I'm clinically depressed. I've had suicidal ideation for about twelve years (half my life.) On the rare days when sunlight peeks through and I can see the sky, yeah, working out and taking care of myself make me feel amazing. But most of the time it's just something I do. I don't feel better afterward. There may be a shadow of a thought in the back of my head like "this is making me stronger," but that's about it.

I've read an awful lot of LessWrong guides like the link about, pithily, how to extract more marginal value from your life. The problem is that before doing any of that makes sense I have to stop being so depressed, because every time I do something that's supposed to make me feel good I end up literally wanting to fucking kill myself. When I ask myself what I want out of life, the answer comes back immediately, "I want to die." Depression is this huge boulder that has been keeping me from getting on with my life for years now, and I know this but I'm not strong enough to move it myself.

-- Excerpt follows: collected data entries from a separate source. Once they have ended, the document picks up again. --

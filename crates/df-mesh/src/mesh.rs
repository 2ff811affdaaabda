//! Core mesh data structures.

use nalgebra::Vector3;
use rayon::prelude::*;

use crate::error::{MeshError, MeshResult};

/// A single control volume.
#[derive(Debug, Clone, PartialEq)]
pub struct Cell {
    /// Volume [m³]
    pub volume: f64,
    /// Cell centroid [m]
    pub centroid: Vector3<f64>,
}

/// An interface between two cells, or a cell and the domain boundary.
#[derive(Debug, Clone, PartialEq)]
pub struct Face {
    /// Owner cell; the unit normal points out of it.
    pub owner: usize,
    /// Neighbour cell, `None` on the boundary.
    pub neighbour: Option<usize>,
    /// Face area [m²]
    pub area: f64,
    /// Unit normal pointing from owner to neighbour
    pub normal: Vector3<f64>,
    /// Face centroid [m]
    pub centroid: Vector3<f64>,
}

impl Face {
    /// Area-weighted normal vector S = |S| n.
    pub fn area_vector(&self) -> Vector3<f64> {
        self.normal * self.area
    }

    pub fn is_boundary(&self) -> bool {
        self.neighbour.is_none()
    }
}

/// Immutable finite-volume mesh.
///
/// Internal faces are stored first, followed by boundary faces. Each
/// integration system shares the mesh read-only and owns its own fields.
#[derive(Debug, Clone)]
pub struct Mesh {
    cells: Vec<Cell>,
    faces: Vec<Face>,
    n_internal: usize,
}

impl Mesh {
    /// Build a mesh from raw parts, validating connectivity and geometry.
    pub fn from_parts(cells: Vec<Cell>, mut faces: Vec<Face>) -> MeshResult<Self> {
        // Keep internal faces contiguous at the front
        faces.sort_by_key(|f| f.neighbour.is_none());
        let n_internal = faces.iter().take_while(|f| f.neighbour.is_some()).count();
        crate::validate::validate_mesh(&cells, &faces)?;
        Ok(Self {
            cells,
            faces,
            n_internal,
        })
    }

    pub fn n_cells(&self) -> usize {
        self.cells.len()
    }

    pub fn n_faces(&self) -> usize {
        self.faces.len()
    }

    pub fn n_internal_faces(&self) -> usize {
        self.n_internal
    }

    pub fn cells(&self) -> &[Cell] {
        &self.cells
    }

    pub fn faces(&self) -> &[Face] {
        &self.faces
    }

    pub fn cell(&self, index: usize) -> MeshResult<&Cell> {
        self.cells.get(index).ok_or(MeshError::IndexOob {
            what: "cell",
            index,
            len: self.cells.len(),
        })
    }

    pub fn internal_faces(&self) -> &[Face] {
        &self.faces[..self.n_internal]
    }

    pub fn boundary_faces(&self) -> &[Face] {
        &self.faces[self.n_internal..]
    }

    /// Total mesh volume [m³].
    pub fn total_volume(&self) -> f64 {
        self.cells.iter().map(|c| c.volume).sum()
    }

    /// Axis-aligned bounding box of the cell centroids.
    pub fn bounds(&self) -> (Vector3<f64>, Vector3<f64>) {
        let mut lo = Vector3::repeat(f64::INFINITY);
        let mut hi = Vector3::repeat(f64::NEG_INFINITY);
        for c in &self.cells {
            lo = lo.inf(&c.centroid);
            hi = hi.sup(&c.centroid);
        }
        (lo, hi)
    }

    /// Index of the cell whose centroid is closest to `point`.
    ///
    /// Ties resolve to the lowest index. Returns `None` for an empty mesh.
    pub fn nearest_cell(&self, point: &Vector3<f64>) -> Option<usize> {
        self.cells
            .par_iter()
            .enumerate()
            .map(|(i, c)| (i, (c.centroid - point).norm_squared()))
            .reduce_with(|a, b| {
                if b.1 < a.1 || (b.1 == a.1 && b.0 < a.0) {
                    b
                } else {
                    a
                }
            })
            .map(|(i, _)| i)
    }

    /// All cells whose centroid lies within `radius` of `point`, in index order.
    pub fn cells_within(&self, point: &Vector3<f64>, radius: f64) -> Vec<usize> {
        let r2 = radius * radius;
        self.cells
            .par_iter()
            .enumerate()
            .filter(|(_, c)| (c.centroid - point).norm_squared() <= r2)
            .map(|(i, _)| i)
            .collect()
    }

    /// Finite-volume divergence of a face flux field: sum of outgoing fluxes
    /// divided by the cell volume.
    pub fn divergence(&self, face_flux: &[f64]) -> Vec<f64> {
        debug_assert_eq!(face_flux.len(), self.faces.len());
        let mut div = vec![0.0; self.cells.len()];
        for (face, flux) in self.faces.iter().zip(face_flux) {
            div[face.owner] += flux;
            if let Some(n) = face.neighbour {
                div[n] -= flux;
            }
        }
        div.par_iter_mut()
            .zip(self.cells.par_iter())
            .for_each(|(d, c)| *d /= c.volume);
        div
    }
}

The best I can do is make life in the cave busy.

Before the inevitable replies pour in, I am doing every last thing I physically can about this. I run. I lift. I'm vegetarian and I eat a pretty healthy diet. I'm medicated. I'm in therapy. When I try meditation, it tends to bring me back to the feelings of wanting to die, and that's too much for me to sit with. I'm pursuing ketamine because I'm sick of living like this. I hope it helps me move the boulder.